Animação nunca faltou às pistas de Belo Horizonte. Se nos anos 2000 a balada pegava fogo depois da meia-noite, na década de 1980 o fervo reaquecia às três da madrugada. Era assim na Tom Marrom, boate que atravessou três décadas de história na vida noturna da capital, funcionando na Rua dos Inconfidentes, entre a Rua Alagoas e a Avenida Cristóvão Colombo, na Savassi.
O público, que lotava a casa de quarta a sábado, já sabia: todos os dias, às três da madrugada, o repertório disco, sucesso da época, seria substituído durante alguns minutos pela versão clássica de “New York, New York” na voz de Frank Sinatra. Era o momento romântico da noite, com casais dançando coladinhos. Ao acorde final da canção, a pistava voltava a bombar.
Detalhe: ao contrário dos frequentadores das boates nos anos 2000, o público chegava cedo à Tom Marrom, às 21h. Ou seja, seis horas depois, a animação parecia não ter fim. “A casa só fechava quando o último cliente fosse embora”, relembra o DJ Amauri Campos (@amauricamposdj), que começou por lá aos 14 anos. Hoje, aos 53, depois de passar por outros empreendimentos da noite, ele continua em atividade.
Frank Sinatra era um dos preferidos do público, mas Amauri cita vários sucessos daquelas noites. Não podiam faltar Barry White (“Can't get enough of your love, baby”), Kool & The Gang (“Celebration”), George Benson (“Give me the night”), Michael Jackson (“Don't stop'till you get enough”), Chaka Khan (“I feel for you”), Grace Jones (“La vie en rose”), Billy Paul (“Your song”), Santa Esmeralda (“Don't let me be misunderstood”), Stevie Wonder (“Isn't she lovely”), Earth, Wind & Fire (“Let's groove”) e Evelyn Champagne King (“Shame”).
Amauri começou como ajudante de garçom na Tom Marrom. Conta que fez amizade com os DJs da época e aprendeu com eles os caminhos para se tornar disc jockey. Foi com Marquinho que mostrou que dava conta do recado até ser chamado para substituir Eduardo, que fazia dupla com Marquinho.

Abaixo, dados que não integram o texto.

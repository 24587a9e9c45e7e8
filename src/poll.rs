//! Bounded polling against eventually-consistent external systems.
//!
//! The monitored service computes scheduled metrics on its own timer and the
//! metrics backend scrapes on its own cadence, so verification can never be a
//! single synchronous check. The same bounded-poll pattern recurs for
//! namespace activation, inference-service readiness, ModelMesh registration
//! and Prometheus ingestion: check a condition at a fixed interval until it
//! holds or an overall deadline elapses.
//!
//! This is a blocking wait, not a retry mechanism: errors from the condition
//! are propagated immediately, only transient *absence* is tolerated.
//!
//! # Example
//!
//! ```ignore
//! use trustyai_e2e::poll::{wait_for, PollConfig};
//!
//! let ready = wait_for(&PollConfig::default(), "namespace active", || async {
//!     let ns = api.get("test-namespace").await?;
//!     Ok(ns.status.and_then(|s| s.phase) == Some("Active".into()))
//! })
//! .await?;
//! ```

use std::time::Duration;

use tokio::time::Instant;
use tracing::{debug, warn};

use crate::{Error, Result};

/// Interval and deadline for a bounded poll.
#[derive(Clone, Copy, Debug)]
pub struct PollConfig {
    /// Fixed delay between condition checks
    pub interval: Duration,
    /// Overall deadline; the poll fails once this has elapsed
    pub deadline: Duration,
}

impl Default for PollConfig {
    fn default() -> Self {
        Self {
            interval: Duration::from_secs(5),
            deadline: Duration::from_secs(120),
        }
    }
}

impl PollConfig {
    /// Create a config with the given interval and deadline
    pub fn new(interval: Duration, deadline: Duration) -> Self {
        Self { interval, deadline }
    }

    /// Create a config with the default interval and the given deadline
    pub fn with_deadline(deadline: Duration) -> Self {
        Self {
            deadline,
            ..Default::default()
        }
    }
}

/// Poll a condition at a fixed interval until it holds or the deadline elapses.
///
/// Returns `Ok(true)` if the condition held, `Ok(false)` if the deadline
/// elapsed first. Errors from the condition are fatal and propagated
/// immediately; transient absence must be reported as `Ok(false)` by the
/// condition itself.
pub async fn wait_for<F, Fut>(config: &PollConfig, what: &str, mut condition: F) -> Result<bool>
where
    F: FnMut() -> Fut,
    Fut: std::future::Future<Output = Result<bool>>,
{
    let start = Instant::now();
    let mut checks = 0u32;

    loop {
        checks += 1;
        if condition().await? {
            debug!(condition = %what, checks, elapsed_ms = start.elapsed().as_millis() as u64, "condition held");
            return Ok(true);
        }

        if start.elapsed() + config.interval > config.deadline {
            warn!(
                condition = %what,
                checks,
                deadline_ms = config.deadline.as_millis() as u64,
                "condition never held within deadline"
            );
            return Ok(false);
        }

        tokio::time::sleep(config.interval).await;
    }
}

/// Poll a readiness condition, mapping a missed deadline to
/// [`Error::ResourceTimeout`] for the named resource.
pub async fn wait_for_resource<F, Fut>(config: &PollConfig, resource: &str, condition: F) -> Result<()>
where
    F: FnMut() -> Fut,
    Fut: std::future::Future<Output = Result<bool>>,
{
    if wait_for(config, resource, condition).await? {
        Ok(())
    } else {
        Err(Error::resource_timeout(resource, config.deadline))
    }
}
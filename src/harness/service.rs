//! HTTP client for the TrustyAI service endpoints.

use std::collections::BTreeMap;
use std::path::Path;
use std::time::Duration;

use serde::Serialize;
use serde_json::Value;
use tracing::{debug, info};

use crate::config::{SuiteConfig, HTTP_REQUEST_TIMEOUT};
use crate::metrics::{Metric, MetricPayload, MetricResponse, ScheduleResponse};
use crate::poll::{wait_for_resource, PollConfig};
use crate::{Error, Result};

/// Bound for a model to appear in the service's metadata after traffic
const REGISTRATION_TIMEOUT: Duration = Duration::from_secs(180);

/// Client for one TrustyAI service instance.
///
/// All metric requests of a test class target the instance in that class's
/// namespace; the base URL is resolved once at construction.
pub struct TrustyClient {
    base_url: String,
    http: reqwest::Client,
}

impl TrustyClient {
    /// Client for the TrustyAI instance in the given namespace
    pub fn for_namespace(namespace: &str) -> Result<Self> {
        let http = reqwest::Client::builder()
            .timeout(HTTP_REQUEST_TIMEOUT)
            .build()?;
        Ok(Self {
            base_url: SuiteConfig::get().trustyai_base_url(namespace),
            http,
        })
    }

    async fn post_json<B: Serialize + ?Sized>(
        &self,
        path: &str,
        context: &str,
        body: &B,
    ) -> Result<String> {
        let url = format!("{}{path}", self.base_url);
        debug!(url = %url, context, "posting to trustyai service");

        let response = self.http.post(&url).json(body).send().await?;
        let status = response.status();
        let text = response.text().await?;
        if !status.is_success() {
            return Err(Error::request(context, status.as_u16(), text));
        }
        Ok(text)
    }

    fn check_payload(metric: Metric, payload: &MetricPayload) -> Result<()> {
        if metric.kind() != payload.kind() {
            return Err(Error::PayloadMismatch {
                metric: metric.name().to_string(),
                expected: format!("{:?}", metric.kind()),
                actual: format!("{:?}", payload.kind()),
            });
        }
        Ok(())
    }

    /// Request a synchronous metric computation
    pub async fn request_metric(
        &self,
        metric: Metric,
        payload: &MetricPayload,
    ) -> Result<MetricResponse> {
        Self::check_payload(metric, payload)?;
        let context = format!("request {metric} for {}", payload.model_id());
        let body = self.post_json(&metric.endpoint(), &context, payload).await?;
        Ok(serde_json::from_str(&body)?)
    }

    /// Request a metric and assert the response declares the requested
    /// metric, case-normalized.
    pub async fn verify_metric_request(
        &self,
        metric: Metric,
        payload: &MetricPayload,
    ) -> Result<MetricResponse> {
        let response = self.request_metric(metric, payload).await?;
        if response.name.to_uppercase() != metric.canonical_name() {
            return Err(Error::unexpected_response(
                format!("request {metric}"),
                format!(
                    "expected metric name {:?}, service declared {:?}",
                    metric.canonical_name(),
                    response.name
                ),
            ));
        }
        info!(metric = %metric, value = ?response.value, "metric request verified");
        Ok(response)
    }

    /// Register a recurring metric computation
    pub async fn schedule_metric(
        &self,
        metric: Metric,
        payload: &MetricPayload,
    ) -> Result<ScheduleResponse> {
        Self::check_payload(metric, payload)?;
        let context = format!("schedule {metric} for {}", payload.model_id());
        let body = self
            .post_json(&metric.schedule_endpoint(), &context, payload)
            .await?;
        Ok(serde_json::from_str(&body)?)
    }

    /// Schedule a metric and assert the request was accepted.
    ///
    /// That the schedule is actually exercised is verified indirectly via
    /// the Prometheus check.
    pub async fn verify_metric_scheduling(
        &self,
        metric: Metric,
        payload: &MetricPayload,
    ) -> Result<ScheduleResponse> {
        let response = self.schedule_metric(metric, payload).await?;
        info!(metric = %metric, request_id = %response.request_id, "metric scheduled");
        Ok(response)
    }

    /// Upload baseline/training data, used by drift metrics as reference.
    ///
    /// Returns the number of rows uploaded, for comparison against the
    /// service's metadata.
    pub async fn upload_data(&self, data_path: &Path) -> Result<u64> {
        let body = tokio::fs::read_to_string(data_path).await?;
        let rows = super::inference::input_rows(&serde_json::from_str(&body)?);
        let response = self
            .http
            .post(format!("{}/data/upload", self.base_url))
            .header(reqwest::header::CONTENT_TYPE, "application/json")
            .body(body)
            .send()
            .await?;

        let status = response.status();
        let text = response.text().await?;
        if !status.is_success() {
            return Err(Error::request(
                format!("upload {}", data_path.display()),
                status.as_u16(),
                text,
            ));
        }
        info!(path = %data_path.display(), rows, "training data uploaded");
        Ok(rows)
    }

    /// Map raw tensor field identifiers to human-readable names.
    ///
    /// Required before fairness requests referencing names like
    /// "Is Male-Identifying?" are meaningful.
    pub async fn apply_name_mappings(
        &self,
        model_id: &str,
        input_mappings: &BTreeMap<String, String>,
        output_mappings: &BTreeMap<String, String>,
    ) -> Result<()> {
        let payload = serde_json::json!({
            "modelId": model_id,
            "inputMapping": input_mappings,
            "outputMapping": output_mappings,
        });
        self.post_json("/info/names", &format!("name mappings for {model_id}"), &payload)
            .await?;
        info!(model = %model_id, "name mappings applied");
        Ok(())
    }

    /// Metadata of all models the service has observed, keyed by model id
    pub async fn model_metadata(&self) -> Result<BTreeMap<String, Value>> {
        let url = format!("{}/info", self.base_url);
        let response = self.http.get(&url).send().await?;
        let status = response.status();
        let text = response.text().await?;
        if !status.is_success() {
            return Err(Error::request("model metadata", status.as_u16(), text));
        }
        Ok(serde_json::from_str(&text)?)
    }

    /// Poll until the service has registered the model and recorded
    /// observations for it.
    pub async fn wait_for_model_registered(&self, model_id: &str) -> Result<()> {
        let poll = PollConfig::new(Duration::from_secs(5), REGISTRATION_TIMEOUT);
        let client = self;
        wait_for_resource(&poll, &format!("model {model_id} registered"), move || {
            let model_id = model_id.to_string();
            async move {
                let metadata = client.model_metadata().await?;
                Ok(metadata.get(&model_id).is_some_and(|m| observation_count(m) > 0))
            }
        })
        .await
    }

    /// Assert the service's view of a model: the observation count matches
    /// the rows the harness fed it, and every expected human-readable name
    /// appears in the model's schema mappings.
    pub async fn verify_model_metadata(
        &self,
        model_id: &str,
        expected_observations: u64,
        expected_names: &[&str],
    ) -> Result<()> {
        let context = format!("metadata for {model_id}");
        let metadata = self.model_metadata().await?;
        let entry = metadata.get(model_id).ok_or_else(|| {
            Error::unexpected_response(&*context, "model not present in /info")
        })?;

        let observations = observation_count(entry);
        if observations != expected_observations {
            return Err(Error::unexpected_response(
                context,
                format!(
                    "expected {expected_observations} observations, service reports {observations}"
                ),
            ));
        }

        let names = mapped_names(entry);
        for name in expected_names {
            if !names.contains(name) {
                return Err(Error::unexpected_response(
                    context,
                    format!("mapped name {name:?} missing from the model's schema"),
                ));
            }
        }

        info!(model = %model_id, observations, "model metadata verified");
        Ok(())
    }
}

fn observation_count(metadata: &Value) -> u64 {
    metadata
        .pointer("/data/observations")
        .and_then(Value::as_u64)
        .unwrap_or(0)
}

/// The human-readable names currently applied to a model's input and output
/// schema fields.
fn mapped_names(metadata: &Value) -> std::collections::BTreeSet<&str> {
    ["/data/inputSchema/nameMapping", "/data/outputSchema/nameMapping"]
        .iter()
        .filter_map(|pointer| metadata.pointer(pointer))
        .filter_map(Value::as_object)
        .flat_map(|mapping| mapping.values())
        .filter_map(Value::as_str)
        .collect()
}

A Tom Marrom nasceu em junho de 1978, sob a direção dos irmãos Sérgio e Maurício Lopes, com projeto arquitetônico assinado por Freusa Zechmeister. Foi por causa das cores da casa que o nome surgiu. Sérgio Lopes revela que, durante uma reunião com a arquiteta, o irmão e o programador visual quiseram saber por que a boate foi pintada de marrom. “Como estávamos em busca do nome para o registro, alguém gritou: 'Por que não Tom Marrom?' A aceitação foi unânime e a boate um sucesso”, recorda Sérgio.
Nos primeiros anos, o sucesso foi tanto que reservas de mesas eram feitas com um mês de antecedência. A Tom Marrom se tornou parada obrigatória de artistas e celebridades em Belo Horizonte, como Pelé, por exemplo. A casa também mudou os costumes da cidade, levando festas de 15 anos para a pista das boates. O tempo passou, os ritmos mudaram, a Tom Marrom tentou se adequar, mas, com o crescimento do sertanejo, fechou as portas nos anos 1990. No mesmo endereço, hoje funciona a Church, que nada tem a ver com a histórica casa noturna de BH.
Os fãs da boate já se reencontraram em duas edições do “Remember Tom Marrom”, no Automóvel Clube, organizadas por Sérgio Lopes e Claudia Recchioni. “Foi uma época primorosa”, garante Sérgio.